Microsoft takes a more hybrid approach to cloud log management. Rather than offer log management as a menu item in the Azure service portfolio, Microsoft provides the Operations Management Suite as an add-on to System Center, which can ingest, correlate and visualize log data from Windows and Linux workloads across on-premises, Azure and AWS instances.
What are events, streams and groups in cloud log management?
Providers like AWS break logs into events, streams and groups. Logs are generally composed of events, or specific activities that systems, services or applications generate. A log file must run to capture the events. A log event usually includes a timestamp that denotes the event date and time, along with a raw message that describes the event.
Related log entries are often grouped into streams. For example, a stream may show all of the events a particular server instance produces.

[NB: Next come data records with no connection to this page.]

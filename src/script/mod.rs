/// Script engine core
///
/// Compile, cache, execute and harvest scripts, plus static discovery of
/// script directories into invocable capabilities.
pub mod cache;
pub mod cache_key;
pub mod discovery;
pub mod dispatcher;
pub mod engine;
pub mod error;
pub mod executor;
pub mod harvest;
pub mod metadata;
pub mod registry;
pub mod value;

pub use cache::{CacheStats, CompiledUnitCache};
pub use cache_key::IdentityKey;
pub use discovery::{capability_id, DiscoveredScript, ScriptDiscovery, IDENTIFIER_DELIMITER};
pub use dispatcher::{Dispatcher, InvocationRequest};
pub use engine::{CompiledUnit, ScriptEngine, INLINE_ORIGIN};
pub use error::ScriptError;
pub use executor::{Executor, ResponseConvention, ScriptResponse};
pub use harvest::{select_outputs, Namespace, SeedBindings, RESERVED_NAMES};
pub use metadata::{MetadataExtractor, ParameterSpec, ScriptMetadata};
pub use registry::{
    CapabilityHandler, CapabilityRegistry, RegisteredCapability, EXEC_CAPABILITY,
    PROTECTED_CAPABILITIES, RELOAD_CAPABILITY,
};
pub use value::ExportableValue;
use serde::{Deserialize, Serialize};
use std::collections::BTreeMap;

use crate::script::{CapabilityHandler, ParameterSpec, RegisteredCapability};

// ============================================================================
// Health API
// ============================================================================

#[derive(Debug, Serialize, Deserialize)]
pub struct HealthResponse {
    pub status: String,
    pub uptime_seconds: u64,
    pub version: String,
    pub capabilities: usize,
    pub cached_units: usize,
}

// ============================================================================
// Services API
// ============================================================================

/// One registered capability as listed by `GET /api/services`
#[derive(Debug, Serialize, Deserialize, PartialEq)]
pub struct ServiceInfo {
    pub identifier: String,
    pub name: String,
    pub description: String,
    pub fields: BTreeMap<String, ParameterSpec>,
    /// Script path for discovered capabilities, absent for built-ins
    #[serde(skip_serializing_if = "Option::is_none")]
    pub file: Option<String>,
}

impl From<&RegisteredCapability> for ServiceInfo {
    fn from(capability: &RegisteredCapability) -> Self {
        let file = match &capability.handler {
            CapabilityHandler::File(path) => Some(path.display().to_string()),
            CapabilityHandler::Inline | CapabilityHandler::Reload => None,
        };

        Self {
            identifier: capability.identifier.clone(),
            name: capability.metadata.name.clone(),
            description: capability.metadata.description.clone(),
            fields: capability.metadata.parameters.clone(),
            file,
        }
    }
}

#[derive(Debug, Deserialize)]
pub struct InvokeQuery {
    #[serde(default)]
    pub return_response: bool,
}

#[derive(Debug, Serialize, Deserialize)]
pub struct ErrorResponse {
    pub error: String,
}
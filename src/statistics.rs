//! Table Statistics
//!
//! Chi-square test of independence on an r×c contingency table. The
//! computation is a fixed pipeline, each step relying on the invariants the
//! previous ones established:
//!
//! 1. margins (row totals, column totals, grand total), rejecting zero margins
//! 2. expected counts
//! 3. continuity correction policy
//! 4. per-cell deviations and contributions
//! 5. statistic, degrees of freedom, p-value
//! 6. Cramér's V, decision and expected-count diagnostics
use crate::config::TestConfig;
use crate::constants::YATES_ADJUSTMENT;
use crate::data::ContingencyTable;
use crate::errors::{Axis, ContingencyError};
use crate::result::{Decision, TestResult};
use crate::survival::upper_tail;
use crate::utils::min_dimension;
use log::{debug, warn};

/// Chi-square test of independence with a fixed, validated configuration.
#[derive(Debug, Clone, Default)]
pub struct ChiSquareTest {
    cfg: TestConfig,
}

impl ChiSquareTest {
    /// Create a test from a configuration, validating it.
    pub fn new(cfg: TestConfig) -> Result<Self, ContingencyError> {
        cfg.validate()?;
        Ok(ChiSquareTest { cfg })
    }

    pub fn cfg(&self) -> &TestConfig {
        &self.cfg
    }

    /// Run the test on an observed table.
    ///
    /// * `table` - The observed counts and their labels.
    pub fn compute(&self, table: &ContingencyTable) -> Result<TestResult, ContingencyError> {
        let (rows, cols) = (table.rows(), table.cols());
        debug!(
            "Chi-square test on a {}x{} table, alpha = {}, yates requested = {}.",
            rows, cols, self.cfg.alpha, self.cfg.yates
        );

        let (row_totals, col_totals, n) = margins(table)?;
        let expected = expected_counts(&row_totals, &col_totals, n);

        let use_yates = yates_applies(rows, cols, self.cfg.yates);
        if self.cfg.yates && !use_yates {
            warn!(
                "Yates correction only applies to 2x2 tables, ignoring it for a {}x{} table.",
                rows, cols
            );
        }

        let deviations: Vec<Vec<f64>> = expected
            .iter()
            .enumerate()
            .map(|(i, e_row)| {
                e_row
                    .iter()
                    .zip(table.get_row(i))
                    .map(|(e, &o)| o as f64 - e)
                    .collect()
            })
            .collect();
        let adjusted_deviations: Vec<Vec<f64>> = deviations
            .iter()
            .map(|row| row.iter().map(|d| adjusted_deviation(*d, use_yates)).collect())
            .collect();
        let contributions: Vec<Vec<f64>> = adjusted_deviations
            .iter()
            .zip(expected.iter())
            .map(|(a_row, e_row)| a_row.iter().zip(e_row).map(|(a, e)| a * a / e).collect())
            .collect();

        let chi2: f64 = contributions.iter().flatten().sum();
        let df = degrees_of_freedom(rows, cols);
        let p_value = upper_tail(chi2, df)?;
        debug!("chi2 = {}, df = {}, p = {}.", chi2, df, p_value);

        let cramers_v = cramers_v(chi2, n, rows, cols);
        let decision = if p_value < self.cfg.alpha {
            Decision::RejectNull
        } else {
            Decision::FailToReject
        };

        let min_expected = expected.iter().flatten().copied().fold(f64::INFINITY, f64::min);
        let low_expected_cells = expected
            .iter()
            .flatten()
            .filter(|&&e| e < self.cfg.min_expected_count)
            .count();
        if low_expected_cells > 0 {
            warn!(
                "{} of {} expected counts are below {}, the chi-square approximation may be unreliable.",
                low_expected_cells,
                rows * cols,
                self.cfg.min_expected_count
            );
        }

        Ok(TestResult {
            row_labels: table.row_labels().to_vec(),
            col_labels: table.col_labels().to_vec(),
            observed: table.to_nested(),
            row_totals,
            col_totals,
            n,
            expected,
            use_yates,
            deviations,
            adjusted_deviations,
            contributions,
            chi2,
            df,
            p_value,
            alpha: self.cfg.alpha,
            cramers_v,
            decision,
            min_expected_count: self.cfg.min_expected_count,
            min_expected,
            low_expected_cells,
        })
    }
}

/// Run a chi-square test of independence.
///
/// * `observed` - One vector of counts per row.
/// * `row_labels` - One label per row.
/// * `col_labels` - One label per column.
/// * `alpha` - Significance level, strictly between 0 and 1.
/// * `use_yates` - Request the continuity correction, only honored for 2x2 tables.
pub fn compute(
    observed: &[Vec<u64>],
    row_labels: Vec<String>,
    col_labels: Vec<String>,
    alpha: f64,
    use_yates: bool,
) -> Result<TestResult, ContingencyError> {
    let test = ChiSquareTest::new(TestConfig::default().set_alpha(alpha).set_yates(use_yates))?;
    let table = ContingencyTable::new(observed, row_labels, col_labels)?;
    test.compute(&table)
}

fn checked_total<'a, I: Iterator<Item = &'a u64>>(mut values: I) -> Result<u64, ContingencyError> {
    values.try_fold(0_u64, |acc, &v| acc.checked_add(v)).ok_or_else(|| {
        ContingencyError::InvalidTable("sum of counts overflows a 64 bit integer".to_string())
    })
}

/// Row totals, column totals and the grand total, rejecting zero margins.
pub fn margins(table: &ContingencyTable) -> Result<(Vec<u64>, Vec<u64>, u64), ContingencyError> {
    let row_totals = (0..table.rows())
        .map(|i| checked_total(table.get_row(i).iter()))
        .collect::<Result<Vec<u64>, ContingencyError>>()?;
    let col_totals = (0..table.cols())
        .map(|j| checked_total(table.get_col_iter(j)))
        .collect::<Result<Vec<u64>, ContingencyError>>()?;
    if let Some(i) = row_totals.iter().position(|&t| t == 0) {
        return Err(ContingencyError::DegenerateTable(Axis::Row, i));
    }
    if let Some(j) = col_totals.iter().position(|&t| t == 0) {
        return Err(ContingencyError::DegenerateTable(Axis::Column, j));
    }
    let n = checked_total(row_totals.iter())?;
    Ok((row_totals, col_totals, n))
}

/// Expected counts under independence. Margins must be non-zero.
pub fn expected_counts(row_totals: &[u64], col_totals: &[u64], n: u64) -> Vec<Vec<f64>> {
    let n = n as f64;
    row_totals
        .iter()
        .map(|&rt| col_totals.iter().map(|&ct| rt as f64 * ct as f64 / n).collect())
        .collect()
}

/// The continuity correction is only defined for 2x2 tables.
#[inline]
pub fn yates_applies(rows: usize, cols: usize, requested: bool) -> bool {
    requested && rows == 2 && cols == 2
}

#[inline]
fn adjusted_deviation(deviation: f64, use_yates: bool) -> f64 {
    let abs_diff = deviation.abs();
    if use_yates {
        (abs_diff - YATES_ADJUSTMENT).max(0.0)
    } else {
        abs_diff
    }
}

#[inline]
pub fn degrees_of_freedom(rows: usize, cols: usize) -> u64 {
    ((rows - 1) * (cols - 1)) as u64
}

/// Cramér's V, `sqrt(chi2 / (n * min(r - 1, c - 1)))`.
pub fn cramers_v(chi2: f64, n: u64, rows: usize, cols: usize) -> f64 {
    let scale = n as f64 * min_dimension(rows, cols) as f64;
    // Rounding can push a perfect association a hair above 1.
    (chi2 / scale).sqrt().min(1.0)
}
//! Chi-square test of independence for r×c contingency tables.
//!
//! The engine derives every intermediate value of the test (margins, expected
//! counts, per-cell deviations and contributions, degrees of freedom, p-value
//! and Cramér's V) and returns them in an immutable [`TestResult`]. Formatting
//! these values is left to the caller.

// Modules
pub mod config;
pub mod constants;
pub mod data;
pub mod errors;
pub mod result;
pub mod statistics;
pub mod survival;
pub mod utils;

// Individual classes, and functions
pub use config::TestConfig;
pub use data::ContingencyTable;
pub use errors::ContingencyError;
pub use result::{Decision, TestResult};
pub use statistics::{compute, ChiSquareTest};
pub use survival::upper_tail;
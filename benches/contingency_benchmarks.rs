use contingency::statistics::compute;
use contingency::survival::{ln_gamma, upper_tail};
use contingency::utils::default_labels;
use contingency::{ChiSquareTest, ContingencyTable};
use criterion::{black_box, criterion_group, criterion_main, Criterion};

fn square_table(size: usize) -> Vec<Vec<u64>> {
    (0..size)
        .map(|i| (0..size).map(|j| ((i * 7 + j * 13) % 50 + 1) as u64).collect())
        .collect()
}

pub fn survival_benchmarks(c: &mut Criterion) {
    c.bench_function("ln_gamma", |b| b.iter(|| ln_gamma(black_box(12.5))));
    // Series branch and continued fraction branch.
    c.bench_function("upper_tail series", |b| b.iter(|| upper_tail(black_box(3.0), black_box(9))));
    c.bench_function("upper_tail continued fraction", |b| {
        b.iter(|| upper_tail(black_box(40.0), black_box(9)))
    });
    c.bench_function("upper_tail large df", |b| b.iter(|| upper_tail(black_box(1010.0), black_box(1000))));
}

pub fn statistics_benchmarks(c: &mut Criterion) {
    let small = vec![vec![10, 5], vec![10, 20]];
    c.bench_function("compute 2x2 yates", |b| {
        b.iter(|| {
            compute(
                black_box(&small),
                default_labels("Row", 2),
                default_labels("Col", 2),
                0.05,
                true,
            )
        })
    });

    let observed = square_table(50);
    let table = ContingencyTable::from_counts(&observed).unwrap();
    let test = ChiSquareTest::default();
    c.bench_function("compute 50x50", |b| b.iter(|| test.compute(black_box(&table))));
}

criterion_group!(benches, survival_benchmarks, statistics_benchmarks);
criterion_main!(benches);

Administrators can watch specific streams to get a better view of resource behaviors. They can delete old streams to open storage space for more logs.

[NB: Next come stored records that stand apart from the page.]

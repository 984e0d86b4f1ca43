//! Errors
//!
//! Custom error types used throughout the `contingency` crate.
use thiserror::Error;

/// Table axis, used to point at the offending margin of a degenerate table.
#[derive(Debug, Clone, Copy, PartialEq, Eq)]
pub enum Axis {
    Row,
    Column,
}

impl std::fmt::Display for Axis {
    fn fmt(&self, f: &mut std::fmt::Formatter<'_>) -> std::fmt::Result {
        match self {
            Axis::Row => write!(f, "Row"),
            Axis::Column => write!(f, "Column"),
        }
    }
}

/// Errors that can occur when running a chi-square test of independence.
#[derive(Debug, Error)]
pub enum ContingencyError {
    /// The observed table breaks a structural precondition.
    #[error("Invalid contingency table: {0}.")]
    InvalidTable(String),
    /// A row or column total is zero, so expected counts are undefined.
    /// The index is zero-based; the message numbers rows and columns from 1.
    #[error("{0} {} has a total of zero, expected counts are undefined.", .1 + 1)]
    DegenerateTable(Axis, usize),
    /// Significance level outside of the open interval (0, 1).
    #[error("Invalid significance level {0}, expected a value strictly between 0 and 1.")]
    InvalidAlpha(f64),
    /// First value is the name of the argument, second is the expected domain, third is what was passed.
    #[error("Invalid argument passed for {0}, expected {1} but {2} provided.")]
    InvalidDomain(String, String, String),
    /// Invalid parameter value, same layout as `InvalidDomain`.
    #[error("Invalid parameter value passed for {0}, expected {1} but {2} provided.")]
    InvalidParameter(String, String, String),
    /// Unable to write configuration or result to a file.
    #[error("Unable to write to file: {0}")]
    UnableToWrite(String),
    /// Unable to read configuration from a file.
    #[error("Unable to read from a file {0}")]
    UnableToRead(String),
}
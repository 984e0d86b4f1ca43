//! Data
//!
//! The observed contingency table and its construction checks.
use crate::errors::ContingencyError;
use crate::utils::default_labels;
use serde::Serialize;

/// An r×c table of observed counts with its row and column labels.
///
/// Counts are stored row-major in a single buffer. Every table that exists has
/// passed the structural checks: at least two rows and two columns, a
/// rectangular layout, and one label per row and per column. Zero margins are
/// not rejected here, they are a property of the test, not of the table.
#[derive(Debug, Clone, PartialEq, Eq, Serialize)]
pub struct ContingencyTable {
    data: Vec<u64>,
    rows: usize,
    cols: usize,
    row_labels: Vec<String>,
    col_labels: Vec<String>,
}

impl ContingencyTable {
    /// Create a new table from nested rows of counts.
    ///
    /// * `observed` - One vector of counts per row, all of the same length.
    /// * `row_labels` - One label per row.
    /// * `col_labels` - One label per column.
    pub fn new(
        observed: &[Vec<u64>],
        row_labels: Vec<String>,
        col_labels: Vec<String>,
    ) -> Result<Self, ContingencyError> {
        let rows = observed.len();
        let cols = observed.first().map_or(0, |r| r.len());
        if let Some((i, r)) = observed.iter().enumerate().find(|(_, r)| r.len() != cols) {
            return Err(ContingencyError::InvalidTable(format!(
                "row {} has {} entries but row 0 has {}",
                i,
                r.len(),
                cols
            )));
        }
        let data = observed.iter().flatten().copied().collect();
        Self::from_row_major(data, rows, cols, row_labels, col_labels)
    }

    /// Create a table from nested counts, labelling rows and columns
    /// `"Row 1"`, `"Row 2"`, ... and `"Col 1"`, `"Col 2"`, ...
    pub fn from_counts(observed: &[Vec<u64>]) -> Result<Self, ContingencyError> {
        let rows = observed.len();
        let cols = observed.first().map_or(0, |r| r.len());
        Self::new(observed, default_labels("Row", rows), default_labels("Col", cols))
    }

    /// Create a table from signed counts, rejecting any negative entry.
    pub fn from_signed(
        observed: &[Vec<i64>],
        row_labels: Vec<String>,
        col_labels: Vec<String>,
    ) -> Result<Self, ContingencyError> {
        let mut counts = Vec::with_capacity(observed.len());
        for (i, row) in observed.iter().enumerate() {
            let mut converted = Vec::with_capacity(row.len());
            for (j, &v) in row.iter().enumerate() {
                let v = u64::try_from(v).map_err(|_| {
                    ContingencyError::InvalidTable(format!("cell ({}, {}) has negative count {}", i, j, v))
                })?;
                converted.push(v);
            }
            counts.push(converted);
        }
        Self::new(&counts, row_labels, col_labels)
    }

    /// Create a table from a flat, row-major buffer.
    ///
    /// * `data` - Counts, `rows * cols` of them, row after row.
    /// * `rows` - Number of rows.
    /// * `cols` - Number of columns.
    pub fn from_row_major(
        data: Vec<u64>,
        rows: usize,
        cols: usize,
        row_labels: Vec<String>,
        col_labels: Vec<String>,
    ) -> Result<Self, ContingencyError> {
        if rows < 2 || cols < 2 {
            return Err(ContingencyError::InvalidTable(format!(
                "a {}x{} table has no degrees of freedom, at least 2 rows and 2 columns are required",
                rows, cols
            )));
        }
        if data.len() != rows * cols {
            return Err(ContingencyError::InvalidTable(format!(
                "expected {} counts for a {}x{} table but {} provided",
                rows * cols,
                rows,
                cols,
                data.len()
            )));
        }
        if row_labels.len() != rows {
            return Err(ContingencyError::InvalidTable(format!(
                "{} row labels provided for {} rows",
                row_labels.len(),
                rows
            )));
        }
        if col_labels.len() != cols {
            return Err(ContingencyError::InvalidTable(format!(
                "{} column labels provided for {} columns",
                col_labels.len(),
                cols
            )));
        }
        Ok(ContingencyTable {
            data,
            rows,
            cols,
            row_labels,
            col_labels,
        })
    }

    /// Number of rows.
    pub fn rows(&self) -> usize {
        self.rows
    }

    /// Number of columns.
    pub fn cols(&self) -> usize {
        self.cols
    }

    /// Get a single count.
    ///
    /// * `i` - The ith row of the table.
    /// * `j` - the jth column of the table.
    pub fn get(&self, i: usize, j: usize) -> u64 {
        self.data[i * self.cols + j]
    }

    /// Get an entire row of counts.
    pub fn get_row(&self, row: usize) -> &[u64] {
        let start = row * self.cols;
        &self.data[start..start + self.cols]
    }

    /// Get access to a column of counts, as an iterator.
    pub fn get_col_iter(&self, col: usize) -> std::iter::StepBy<std::iter::Skip<std::slice::Iter<'_, u64>>> {
        self.data.iter().skip(col).step_by(self.cols)
    }

    pub fn row_labels(&self) -> &[String] {
        &self.row_labels
    }

    pub fn col_labels(&self) -> &[String] {
        &self.col_labels
    }

    /// Counts as one vector per row.
    pub fn to_nested(&self) -> Vec<Vec<u64>> {
        self.data.chunks(self.cols).map(|r| r.to_vec()).collect()
    }
}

Consider the retention period for cloud logs
Administrators can typically select retention periods for log groups, ranging from one day to 10 years, or choose to have them never expire. But log data can be substantial -- especially with many log groups. Select a retention period that provides adequate adherence to compliance requirements, while maintaining manageable cloud log storage costs.
Related log streams are organized into groups for better management. Each stream associated with a group usually shares the same configuration, such as administrative access, retention and other characteristics.

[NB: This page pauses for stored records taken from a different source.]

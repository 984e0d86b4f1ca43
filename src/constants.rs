pub const TOLERANCE: f64 = 1e-15;
pub const ITERATION_LIMIT: usize = 500;
pub const ITERATION_SCALE: f64 = 20.0;
pub const FP_MIN: f64 = 1e-300;
pub const YATES_ADJUSTMENT: f64 = 0.5;
pub const DEFAULT_ALPHA: f64 = 0.05;
pub const MIN_EXPECTED_COUNT: f64 = 5.0;
//! Template name canonicalization, safety validation, and namespace routing

use crate::error::LoaderError;

/// Namespace used when a name carries no `@namespace/` prefix
pub const MAIN_NAMESPACE: &str = "__main__";

/// Canonicalize a requested template name into slash-separated form
///
/// Backslash separators become forward slashes and runs of consecutive
/// slashes collapse to one. Idempotent: `normalize(normalize(x)) == normalize(x)`.
pub fn normalize(name: &str) -> String {
    let mut out = String::with_capacity(name.len());
    let mut prev_slash = false;
    for c in name.chars() {
        let c = if c == '\\' { '/' } else { c };
        if c == '/' {
            if prev_slash {
                continue;
            }
            prev_slash = true;
        } else {
            prev_slash = false;
        }
        out.push(c);
    }
    out
}

/// Reject names that could escape the search root
///
/// Fails on embedded NUL bytes (filesystem APIs truncate at NUL) and on any
/// name whose `..`-adjusted depth goes negative while walking its segments.
/// Must be called on the short name, after namespace stripping.
pub fn validate(name: &str) -> Result<(), LoaderError> {
    if name.contains('\0') {
        return Err(LoaderError::UnsafeName {
            name: name.replace('\0', "\\0"),
            reason: "name contains a NUL byte".to_string(),
        });
    }

    let stripped = name.strip_prefix('/').unwrap_or(name);
    let mut depth: i32 = 0;
    for segment in stripped.split('/') {
        match segment {
            ".." => {
                depth -= 1;
                if depth < 0 {
                    return Err(LoaderError::UnsafeName {
                        name: name.to_string(),
                        reason: "path escapes the search root".to_string(),
                    });
                }
            }
            "." | "" => {}
            _ => depth += 1,
        }
    }
    Ok(())
}

/// Split a name into its namespace and the short name searched on disk
///
/// `@ns/rest` routes to `("ns", "rest")`; a bare `@ns` with no `/` is
/// malformed; everything else falls into [`MAIN_NAMESPACE`].
pub fn split_namespace(name: &str) -> Result<(&str, &str), LoaderError> {
    let Some(suffix) = name.strip_prefix('@') else {
        return Ok((MAIN_NAMESPACE, name));
    };
    match suffix.split_once('/') {
        Some((namespace, short)) => Ok((namespace, short)),
        None => Err(LoaderError::MalformedNamespace {
            name: name.to_string(),
        }),
    }
}
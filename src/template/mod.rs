//! Template name resolution
//!
//! This module maps symbolic template references to files on disk: names are
//! canonicalized, checked against traversal above the search root, routed to a
//! namespace, and searched across that namespace's ordered directories.
//!
//! # Example
//!
//! ```rust
//! use pattern_loader::template::normalize;
//!
//! assert_eq!(normalize(r"atoms\\button.twig"), "atoms/button.twig");
//! ```

mod name;
mod paths;
mod resolver;

pub use name::{normalize, split_namespace, validate, MAIN_NAMESPACE};
pub use paths::PathSet;
pub use resolver::TemplateResolver;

Cloud log management tools provide metric filters that look for events and convert them to data points. For example, an admin might create a metric filter that counts invalid login attempts listed within a log group. This can help identify possible attacks or malicious login activity. Once a metric is established against a log, it also is possible to create an alarm when certain conditions are met.
How do log management tools or practices differ in the public cloud vs. on premises?
There are no profound differences between on-premises log management and the log management services from public cloud providers. However, there are some wrinkles to consider.
First, you may have to use more than one tool. Ideally, a single log management tool would service both on-premises and cloud deployments. Providers may be able to ingest on-premises logs and add that content to the logs collected for cloud deployments. Still, underlying log management tools, such as AWS CloudWatch Logs and Google Stackdriver Logging, are services from the cloud provider; this can be a tough pill to swallow for organizations that have already made a serious investment in on-premises log management tools.
Second, providers' cloud log management tools may not be sufficient on their own. Organizations may need additional cloud services, such as storage, messaging and alerting, to create a suitable log management environment. Every added feature, however, may increase the monthly log management cost.
Finally, successful cloud logging may require IT teams to install agents on each cloud instance they log. Not all applications or services generate log files, and even those that do can vary in format and detail. This makes it difficult for the log management tool to process log content. Use a uniform agent to capture events in a consistent manner and pass them to the log tool in the correct format.
Also, have a plan for handling agent updates; log management services typically use agents to collect and pass data from deployed cloud instances to the log service. Log agents may periodically update to reflect changes in the log service API, feature set or dependencies. Know how to check agent versions, update agents in running deployments and adjust VM image files that include agents.